Anita Goveas

Outside-In

Exterior

  The nude lady swarming up the wall has long, long fingernails, sharp and spiky. She must be using them to keep her grip. I’m too small to reach the cord of the blind and block her out.

Innermost

  I’m four when my brother first goes into hospital. I’m going with my dad to buy a new teddy-bear. A big box of them looms outside, clean, neat, identical. I think of my one-eyed, inside-out-eared, nose-chewed-off fluffy bear, and ask “why can’t you buy him one of these?”  My dad says “because he wants yours” as we enter the shop.

Remote

  At first, it’s just my buckle that’s caught in the drain, the double-buckle of the clompy brown shoes that no-one else has at school. My dad walks past me and I call out to him, help me, but he doesn’t hear. My foot sinks down, I’m trapped in the metal grille. I know I’m going to keep sinking.

Deepest

  Falling in the pond at the pick-your-own farm is over in seconds, a breathless rush of a slipping sandal and water closing over my head. Being saved by my brother takes minutes, as he grabs my hand and screams for help. Walking through the farm shop, cold and dripping, takes hours. My mum likes to squeeze every vegetable and my dad believes we learn from the consequences of our actions.

Margins

  They’re all inside, laughing, and I’m late. My dad is frowning, my mum is talking to the waiter, my brother is on his phone.

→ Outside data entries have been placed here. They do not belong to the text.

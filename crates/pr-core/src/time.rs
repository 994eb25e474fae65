//! Logical time model.
//!
//! # Design
//!
//! Time is a monotonically increasing `Tick` counter with no mapping to wall
//! clock time: one tick is one step of the review workflow and nothing more.
//! Work and review durations are expressed in ticks (see
//! [`ReviewConfig`][crate::ReviewConfig]), so all arithmetic is exact integer
//! arithmetic.

use std::fmt;

// ── Tick ─────────────────────────────────────────────────────────────────────

/// An absolute simulation tick counter.
///
/// Non-negative by construction (`u64`); negative values are rejected at the
/// input boundary before a `Tick` is ever built.
#[derive(Copy, Clone, PartialEq, Eq, PartialOrd, Ord, Hash, Debug, Default)]
#[cfg_attr(feature = "serde", derive(serde::Serialize, serde::Deserialize))]
pub struct Tick(pub u64);

impl Tick {
    pub const ZERO: Tick = Tick(0);

    /// Ticks elapsed from `earlier` to `self`, or `None` if `earlier` is
    /// in the future.
    #[inline]
    pub fn checked_since(self, earlier: Tick) -> Option<u64> {
        self.0.checked_sub(earlier.0)
    }

    /// `true` if `self` is strictly earlier than `other`.
    #[inline]
    pub fn is_before(self, other: Tick) -> bool {
        self < other
    }

    /// `true` if `self` is strictly later than `other`.
    #[inline]
    pub fn is_after(self, other: Tick) -> bool {
        self > other
    }
}

impl fmt::Display for Tick {
    fn fmt(&self, f: &mut fmt::Formatter<'_>) -> fmt::Result {
        write!(f, "T{}", self.0)
    }
}

// ── SimClock ──────────────────────────────────────────────────────────────────

/// The shared logical clock of one run.
///
/// Only ever moves forward, one tick at a time.
#[derive(Clone, Debug, Default)]
#[cfg_attr(feature = "serde", derive(serde::Serialize, serde::Deserialize))]
pub struct SimClock {
    /// The current tick: advanced by `SimClock::advance()` each iteration.
    pub current_tick: Tick,
}

impl SimClock {
    /// Create a clock positioned at tick 0.
    pub fn new() -> Self {
        Self { current_tick: Tick::ZERO }
    }

    /// Advance the clock by one tick.
    #[inline]
    pub fn advance(&mut self) {
        self.current_tick = Tick(self.current_tick.0 + 1);
    }
}

impl fmt::Display for SimClock {
    fn fmt(&self, f: &mut fmt::Formatter<'_>) -> fmt::Result {
        write!(f, "{}", self.current_tick)
    }
}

I push at the door, it doesn’t open. I pull instead, the handle breaks off. I wave at them, I’m here, I’m here. No-one looks in my direction.

Centre

  I’m sweating, dizzy. My heart is racing. I push at my parent’s bedroom door, it’s locked. It’s never locked. I hear shuffling and giggling from inside. Mum, mum, help me, I dreamt someone is chasing me. Your mum’s busy, my dad says, voice thick and heavy. The giggling starts again as I lean my head on the frame and try and catch my breath.

Extremes

  The noise wakes me, a vibration at the edge of hearing. In the kitchen my mother is holding a tiny black kitten, it’s purring hurts my ears. “We’ve got a cat now”, my mum says, “we don’t need you”. The kitten pokes out a blood-red triangle of tongue as I run into the garden, hot and cold all over.

Restricted

  His chocolate biscuit, sticky from licking, has fallen on the beige carpet. My brother and I are looking at it, imagining the stain. My mum finds us before we figure out how to fix it, drawn to the quiet. “Why weren’t you watching him?” I don’t have an answer. She gives my biscuit to my brother and hands me a cloth.

Outliers

  The fingernail lady has almost reached the top, the sliver where the breeze rushes through. My mother walks in the room, fetches her jacket. The elongated shadow is stark against the cream blind, but only I can see her. She reaches the crack and starts to shimmy through as my mum walks back out.